Pregnant People-Infant Linkage for Surveillance

  • Amro Hassan,
  • Andrew Hamilton,
  • Shelly Sital

DOI
https://doi.org/10.23889/ijpds.v9i5.2635
Journal volume & issue
Vol. 9, no. 5

Abstract

Read online

Objectives and Approach As maternal mortality and morbidity continue to progress, better data is needed to comprehensively understand the problem, especially in underserved populations who are differentially impacted. Surveillance in safety-net populations is complicated by care fragmentation and interoperability challenges between primary care and hospital settings. . AllianceChicago (AC), a health center-controlled network, supports a common data infrastructure across a set of Federally Qualified Health Centers (FQHCs) in Chicago that is further linked to a distributed query infrastructure connecting Chicago’s major health systems known as CAPriCORN. Leveraging electronic health record (EHR) data collected by the AC and CAPriCORN consortium, the objective of this surveillance effort was to connect infant data with maternal data while protecting privacy.

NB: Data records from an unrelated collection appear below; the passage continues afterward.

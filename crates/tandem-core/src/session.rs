//! Two-pane session: one shared canvas, two viewports, one active input source.

use crate::camera::Viewport;
use crate::canvas::Canvas;
use crate::config::EngineConfig;
use crate::gesture::{PinchGesture, PinchThresholds};
use crate::input::{InputState, MouseButton, PointerEvent, TouchEvent, TouchPoint};
use crate::tools::ToolKind;
use kurbo::{Point, Size};
use serde::{Deserialize, Serialize};

/// One of the two viewports.
#[derive(Debug, Clone, Copy, PartialEq, Eq, Hash, Serialize, Deserialize)]
#[serde(rename_all = "snake_case")]
pub enum Pane {
    Primary,
    Secondary,
}

impl Pane {
    pub fn other(self) -> Self {
        match self {
            Pane::Primary => Pane::Secondary,
            Pane::Secondary => Pane::Primary,
        }
    }

    fn index(self) -> usize {
        match self {
            Pane::Primary => 0,
            Pane::Secondary => 1,
        }
    }
}

/// How the secondary pane follows the primary one.
#[derive(Debug, Clone, Copy, PartialEq, Eq, Default, Serialize, Deserialize)]
#[serde(rename_all = "snake_case")]
pub enum MirrorMode {
    /// The secondary pane shows a rotated crop of the primary's raster snapshot
    /// and never takes input.
    Raster,
    /// Both panes render and can edit the shared canvas, one at a time.
    #[default]
    Shared,
}

#[derive(Debug, Clone, Default)]
struct TouchState {
    pinch: Option<PinchGesture>,
    /// Set when a pinch ends with one finger still down; cleared on full lift.
    suppressed: bool,
}

#[derive(Debug, Clone)]
struct PaneState {
    viewport: Viewport,
    input: InputState,
    /// Canvas point of a press on a text element, held back until the pointer
    /// moves so the first click of a double-click leaves no mark.
    deferred: Option<Point>,
}

/// A shared canvas viewed through two panes.
#[derive(Debug, Clone)]
pub struct Session {
    canvas: Canvas,
    panes: [PaneState; 2],
    touch: TouchState,
    thresholds: PinchThresholds,
    active: Pane,
    mode: MirrorMode,
}

impl Session {
    pub fn new(config: &EngineConfig, mode: MirrorMode, primary: Viewport, secondary: Viewport) -> Self {
        let pane = |viewport| PaneState {
            viewport,
            input: InputState::from_config(config),
            deferred: None,
        };
        Self {
            canvas: Canvas::with_config(config),
            panes: [pane(primary), pane(secondary)],
            touch: TouchState::default(),
            thresholds: PinchThresholds {
                zoom_threshold: config.pinch_zoom_threshold,
                pan_tolerance: config.pinch_pan_tolerance,
            },
            active: Pane::Primary,
            mode,
        }
    }

    /// Two panes of `pane_size` stacked vertically, as on a table between two
    /// people. In shared mode the lower pane is rotated to face the other side.
    pub fn face_to_face(config: &EngineConfig, mode: MirrorMode, pane_size: Size) -> Self {
        let primary = Viewport::new(Point::ZERO, pane_size);
        let secondary =
            Viewport::new(Point::new(0.0, pane_size.height), pane_size).rotated(mode == MirrorMode::Shared);
        Self::new(config, mode, primary, secondary)
    }

    pub fn canvas(&self) -> &Canvas {
        &self.canvas
    }

    pub fn canvas_mut(&mut self) -> &mut Canvas {
        &mut self.canvas
    }

    pub fn mode(&self) -> MirrorMode {
        self.mode
    }

    pub fn active(&self) -> Pane {
        self.active
    }

    pub fn viewport(&self, pane: Pane) -> &Viewport {
        &self.panes[pane.index()].viewport
    }

    /// Replace a pane's geometry, e.g. after a resize.
    pub fn set_viewport(&mut self, pane: Pane, viewport: Viewport) {
        self.panes[pane.index()].viewport = viewport;
    }

    /// Input handlers for `pane`, or `None` when it is not the active input source.
    pub fn input(&mut self, pane: Pane) -> Option<PaneInput<'_>> {
        if pane != self.active {
            return None;
        }
        let state = &mut self.panes[pane.index()];
        Some(PaneInput {
            canvas: &mut self.canvas,
            viewport: &state.viewport,
            input: &mut state.input,
            deferred: &mut state.deferred,
            touch: &mut self.touch,
            thresholds: self.thresholds,
        })
    }

    /// Swap which pane takes input, finalizing any gesture on the old one first.
    ///
    /// Refused in raster mode, where the secondary pane is display-only.
    pub fn flip_roles(&mut self) -> bool {
        if self.mode == MirrorMode::Raster {
            log::warn!("Role flip ignored: raster mirror is display-only");
            return false;
        }
        self.canvas.end_drawing();
        let pane = &mut self.panes[self.active.index()];
        pane.input.end_drag();
        pane.deferred = None;
        self.touch = TouchState::default();
        self.active = self.active.other();
        log::info!("Active pane is now {:?}", self.active);
        true
    }
}

/// Event handlers bound to the active pane.
pub struct PaneInput<'a> {
    canvas: &'a mut Canvas,
    viewport: &'a Viewport,
    input: &'a mut InputState,
    deferred: &'a mut Option<Point>,
    touch: &'a mut TouchState,
    thresholds: PinchThresholds,
}

impl PaneInput<'_> {
    /// Handle a pointer event in client coordinates. Returns whether it was consumed.
    pub fn pointer(&mut self, event: &PointerEvent) -> bool {
        match *event {
            PointerEvent::Down { position, button } => {
                if button != MouseButton::Left || !self.viewport.contains(position) {
                    return false;
                }
                self.input.handle_pointer_event(event);
                self.press(position)
            }
            PointerEvent::Move { position } => {
                if !self.input.is_dragging {
                    self.input.handle_pointer_event(event);
                    return false;
                }
                self.input.handle_pointer_event(event);
                self.drag(position)
            }
            PointerEvent::Up { button, .. } => {
                if button != MouseButton::Left {
                    return false;
                }
                self.input.handle_pointer_event(event);
                *self.deferred = None;
                self.canvas.end_drawing()
            }
            PointerEvent::Leave => {
                self.input.handle_pointer_event(event);
                *self.deferred = None;
                self.canvas.end_drawing()
            }
            PointerEvent::Wheel { position, delta } => {
                if !self.viewport.contains(position) || delta == 0.0 || !delta.is_finite() {
                    return false;
                }
                self.input.handle_pointer_event(event);
                let anchor = self.viewport.client_to_screen(position);
                self.canvas.zoom_step(delta.signum(), anchor)
            }
        }
    }

    /// Handle a touch event in client coordinates. Returns whether it was consumed.
    pub fn touch(&mut self, event: &TouchEvent) -> bool {
        match event.touches() {
            [] => {
                self.touch.pinch = None;
                self.touch.suppressed = false;
                self.input.end_drag();
                *self.deferred = None;
                self.canvas.end_drawing();
                true
            }
            [one] => self.single_touch(event, *one),
            [a, b, ..] => self.pinch(a.position, b.position),
        }
    }

    fn single_touch(&mut self, event: &TouchEvent, touch: TouchPoint) -> bool {
        if self.touch.pinch.take().is_some() {
            // The remaining finger of a pinch must not start drawing.
            self.touch.suppressed = true;
            return true;
        }
        if self.touch.suppressed {
            return false;
        }
        match event {
            TouchEvent::Start(_) if !self.input.is_dragging => {
                if !self.viewport.contains(touch.position) {
                    return false;
                }
                self.input.begin_drag(touch.position);
                self.input.register_click(touch.position);
                self.press(touch.position)
            }
            TouchEvent::Start(_) | TouchEvent::Move(_) if self.input.is_dragging => {
                self.input.move_to(touch.position);
                self.drag(touch.position)
            }
            _ => false,
        }
    }

    fn pinch(&mut self, a: Point, b: Point) -> bool {
        match self.touch.pinch.as_mut() {
            None => {
                self.canvas.end_drawing();
                self.input.end_drag();
                *self.deferred = None;
                self.touch.pinch = PinchGesture::begin(a, b);
                self.touch.pinch.is_some()
            }
            Some(pinch) => {
                let update = pinch.update(a, b, self.thresholds);
                let mut changed = false;
                if let Some((factor, center)) = update.zoom {
                    changed |= self.canvas.zoom_at(self.viewport.client_to_screen(center), factor);
                }
                if let Some(delta) = update.pan {
                    self.canvas.pan(self.viewport.pan_delta(delta));
                    changed = true;
                }
                changed
            }
        }
    }

    fn press(&mut self, position: Point) -> bool {
        let point = self.viewport.client_to_canvas(&self.canvas.camera, position);
        *self.deferred = None;
        if self.input.is_double_click() && self.canvas.begin_text_edit_at(point).is_some() {
            self.input.end_drag();
            return true;
        }
        let tool = self.canvas.tools.current_tool;
        let creates = tool == ToolKind::Pen || tool.shape_kind().is_some();
        if creates && self.canvas.document.text_at(point).is_some() {
            *self.deferred = Some(point);
            return true;
        }
        match tool {
            ToolKind::Pan => true,
            _ => self.canvas.start_drawing(point),
        }
    }

    fn drag(&mut self, position: Point) -> bool {
        match self.canvas.tools.current_tool {
            ToolKind::Pan => {
                let delta = self.viewport.pan_delta(self.input.pointer_delta());
                self.canvas.pan(delta);
                true
            }
            _ => {
                if let Some(start) = self.deferred.take() {
                    self.canvas.start_drawing(start);
                }
                let point = self.viewport.client_to_canvas(&self.canvas.camera, position);
                self.canvas.continue_drawing(point)
            }
        }
    }
}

We developed a deterministic matching algorithm that utilized multiple approaches and technologies for Pregnant People-Infant (PPI) pair identification. The linkage process involved a five-step method in which each step is recorded within the linkage database and the confidence interval is calculated. Results Preliminary analyses are ongoing. Through each step of the linkage process, the confidence interval increased with the increase of matching nodes, highlighting its accumulative accuracy. The result demonstrates the feasibility of linking maternal and baby healthcare characteristics using a range of clinical and demographic variables captured in pseudonymized hospital and ambulatory data. Conclusions and Implications Our approach improves the capacity of EHR data for surveillance while protecting patient privacy and preserving data confidentiality. Triangulating outcomes recorded in different settings can help improve data quality for research and surveillance.